Stepping Backward

It’s strange how this has come about: since I got married, I have stopped writing about love. It is as if as if having found it — having obtained the object of my affection and said object has reciprocated by calling me his own — the need to express love other than through the three usual words, to write about it, describe it and how it feels to be in its throes (or the opposite — to be abandoned by it) — the need and compulsion to write about it has disappeared.
Actually it hasn’t.
Only the object of affection is not to sort to rhapsodize. He is not syrupy sweet, he is not romantic, he will not take a symbolic dagger to his heart should I turn away and give him the cold shoulder. Flowers, he says, are cliched, and chocolates cause cavities.
Instead he will send me an SMS later in the day — just when I’ve begun to feel most unwanted and neglected and unloved after a whole morning of silence and seeming indifference — to tell me that he will buy me a blender so we can stay at home and make banana shakes. Then when I come home, he tells me to sit on the couch where he will take off my shoes and socks, then rub my feet until I feel almost sleepy but happy.This is how he loves.
When I was still single, I used to write volumes and volumes in my journals. Journals because I kept more than one; often two or three at time, each with a different cover, texture of paper, reflecting different aspects of my nature and how I viewed the world and my life at the time I picked up my pen and poured my confusion/happiness/anger/frustration/mushiness out.
I also wrote letters. Some of them I sent, many I kept hidden. Others I tore up but couldn’t throw away because of how alive (even if sad and despairing) I felt when I wrote the words they contained.
Now, well, all my journals contain now are generic entries: gave my dog a bath. Ate a donut and finished this or that novel. Cleaned the house and am so exhausted.
I send email, and they’re short and abrupt. Expressions of affection are in the form of generic emoticons.
I am suddenly worried that I have let go of some piece of what made me me before I got married: a part of me that fell in love and felt woozy and tingly and corny inside. The part of me that was touched to the quick by Adrienne Rich’s ‘Stepping Backward’ and whose heart was impatient with longing for the sight of the beloved (unlike now when my heart is impatient with annoyance when the beloved is late for dinner).
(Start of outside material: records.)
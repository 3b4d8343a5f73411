use sqlx::postgres::PgPoolOptions;
use sqlx::PgPool;
use tracing::info;

use crate::error::Result;

/// Create a Postgres connection pool for `database_url`.
///
/// Returns a `sqlx::PgPool` or an error if the pool cannot be created.
pub async fn create_pool(database_url: &str, max_connections: u32) -> Result<PgPool> {
    let pool = PgPoolOptions::new()
        .max_connections(max_connections)
        .connect(database_url)
        .await?;
    Ok(pool)
}

/// Applies the embedded schema migrations.
pub async fn run_migrations(pool: &PgPool) -> Result<()> {
    sqlx::migrate!("./migrations").run(pool).await?;
    info!("Database migrations applied");
    Ok(())
}
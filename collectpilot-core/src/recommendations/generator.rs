use std::sync::Arc;
use std::time::Duration;

use chrono::Utc;
use serde::{Deserialize, Serialize};
use tracing::{error, info, instrument, warn};
use uuid::Uuid;

use crate::adapters::with_timeout;
use crate::error::{AppError, Result};
use crate::models::recommendation::{NewRecommendation, RecommendationFilter};
use crate::models::{clamp_limit, InvoiceStatus, Recommendation};
use crate::recommendations::scoring::{RecommendationScorer, ScoringInput};
use crate::store::Store;

/// One overdue invoice the batch run could not produce a recommendation for.
#[derive(Debug, Clone, Serialize, Deserialize)]
pub struct GenerationError {
    pub invoice_id: Uuid,
    pub invoice_number: String,
    pub message: String,
}

/// Result of `generate_for_overdue`.
#[derive(Debug, Clone, Default, Serialize, Deserialize)]
pub struct GenerationReport {
    pub generated: Vec<Recommendation>,

    /// Overdue invoices that already had an active recommendation
    pub skipped: usize,

    pub errors: Vec<GenerationError>,
}

/// Turns (customer, invoice) pairs into pending recommendations through the
/// configured scorer.
pub struct RecommendationGenerator {
    store: Arc<dyn Store>,
    scorer: Arc<dyn RecommendationScorer>,
    timeout: Duration,
}

impl RecommendationGenerator {
    pub fn new(
        store: Arc<dyn Store>,
        scorer: Arc<dyn RecommendationScorer>,
        timeout: Duration,
    ) -> Self {
        Self {
            store,
            scorer,
            timeout,
        }
    }

    /// Scores one pair and persists the result as `pending`.
    ///
    /// # Errors
    ///
    /// - `NotFound` when the customer or invoice is missing, before the
    ///   scorer is called
    /// - `Validation` when the invoice belongs to another customer or is paid
    /// - `Conflict` when the pair already has an active recommendation
    /// - `ExternalService` / `Timeout` when the scorer fails
    #[instrument(skip(self))]
    pub async fn generate(&self, customer_id: Uuid, invoice_id: Uuid) -> Result<Recommendation> {
        let customer = self
            .store
            .get_customer(customer_id)
            .await?
            .ok_or_else(|| AppError::not_found(format!("customer {}", customer_id)))?;
        let mut invoice = self
            .store
            .get_invoice(invoice_id)
            .await?
            .ok_or_else(|| AppError::not_found(format!("invoice {}", invoice_id)))?;

        if invoice.customer_id != customer.id {
            return Err(AppError::validation(format!(
                "Invoice {} does not belong to customer {}",
                invoice.invoice_number, customer.id
            )));
        }
        if invoice.status == InvoiceStatus::Paid {
            return Err(AppError::validation(format!(
                "Invoice {} is already paid",
                invoice.invoice_number
            )));
        }
        // Fails fast before scoring; the insert re-checks under the store's guard.
        if let Some(active) = self
            .store
            .find_active_recommendation(customer.id, invoice.id)
            .await?
        {
            return Err(AppError::conflict(format!(
                "Recommendation {} is still {} for invoice {}",
                active.id, active.status, invoice.invoice_number
            )));
        }

        invoice.refresh_derived(Utc::now().date_naive());
        let input = ScoringInput::new(invoice, customer);
        let output = with_timeout(
            self.timeout,
            &format!("{} analyze", self.scorer.name()),
            self.scorer.analyze(&input),
        )
        .await?;
        output.validate(self.scorer.name())?;

        let rec = self
            .store
            .insert_recommendation(&NewRecommendation {
                customer_id: input.customer.id,
                invoice_id: input.invoice.id,
                strategy: output.strategy,
                confidence: output.confidence,
                risk_assessment: output.risk_assessment,
                draft_content: output.draft_content,
                reasoning: output.reasoning,
            })
            .await?;

        info!(
            "Generated {} recommendation {} for invoice {} (confidence {})",
            rec.strategy, rec.id, input.invoice.invoice_number, rec.confidence
        );
        Ok(rec)
    }

    /// Generates recommendations for up to `limit` overdue invoices that have
    /// no active recommendation. Per-invoice failures are collected.
    pub async fn generate_for_overdue(&self, limit: Option<i64>) -> Result<GenerationReport> {
        let today = Utc::now().date_naive();
        let mut candidates = self.store.outstanding_invoices().await?;
        for invoice in &mut candidates {
            invoice.refresh_derived(today);
        }
        candidates.retain(|i| i.status == InvoiceStatus::Overdue);
        candidates.sort_by(|a, b| b.days_overdue.cmp(&a.days_overdue));

        let limit = clamp_limit(limit) as usize;
        let mut report = GenerationReport::default();

        for invoice in candidates {
            if report.generated.len() + report.errors.len() >= limit {
                break;
            }
            if self
                .store
                .find_active_recommendation(invoice.customer_id, invoice.id)
                .await?
                .is_some()
            {
                report.skipped += 1;
                continue;
            }
            match self.generate(invoice.customer_id, invoice.id).await {
                Ok(rec) => report.generated.push(rec),
                Err(e) => {
                    warn!(
                        "Recommendation generation failed for invoice {}: {}",
                        invoice.invoice_number, e
                    );
                    report.errors.push(GenerationError {
                        invoice_id: invoice.id,
                        invoice_number: invoice.invoice_number,
                        message: e.to_string(),
                    });
                }
            }
        }

        if !report.errors.is_empty() {
            error!(
                "Batch generation finished with {} failures",
                report.errors.len()
            );
        }
        Ok(report)
    }

    pub async fn list(&self, filter: &RecommendationFilter) -> Result<Vec<Recommendation>> {
        self.store.list_recommendations(filter).await
    }

    pub async fn get(&self, id: Uuid) -> Result<Recommendation> {
        self.store
            .get_recommendation(id)
            .await?
            .ok_or_else(|| AppError::not_found(format!("recommendation {}", id)))
    }

    /// Replaces the draft while the recommendation is still pending.
    pub async fn update_draft(&self, id: Uuid, draft_content: &str) -> Result<Recommendation> {
        if draft_content.trim().is_empty() {
            return Err(AppError::validation("draft_content must not be empty"));
        }
        let current = self.get(id).await?;
        self.store
            .update_recommendation_draft(id, draft_content)
            .await?
            .ok_or_else(|| {
                AppError::conflict(format!(
                    "Recommendation {} is {}; only pending drafts can be edited",
                    id, current.status
                ))
            })
    }
}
Resolved to bring back poetry into my life, and to not take for granted the moments I spend with the object of my affection just because there’s an endless number of them. I will also learn to appreciate how he expresses his affection (stepping away from his math problems to make me tea when I’m downstairs watching tv; the sudden bear hug and I am lifted off my feet slightly scared but laughing all the same), and not hope for more showy displays. I too love quietly and in secret, but perhaps once again I can love loudly and in color, if only in words (am more expressive on paper than in person).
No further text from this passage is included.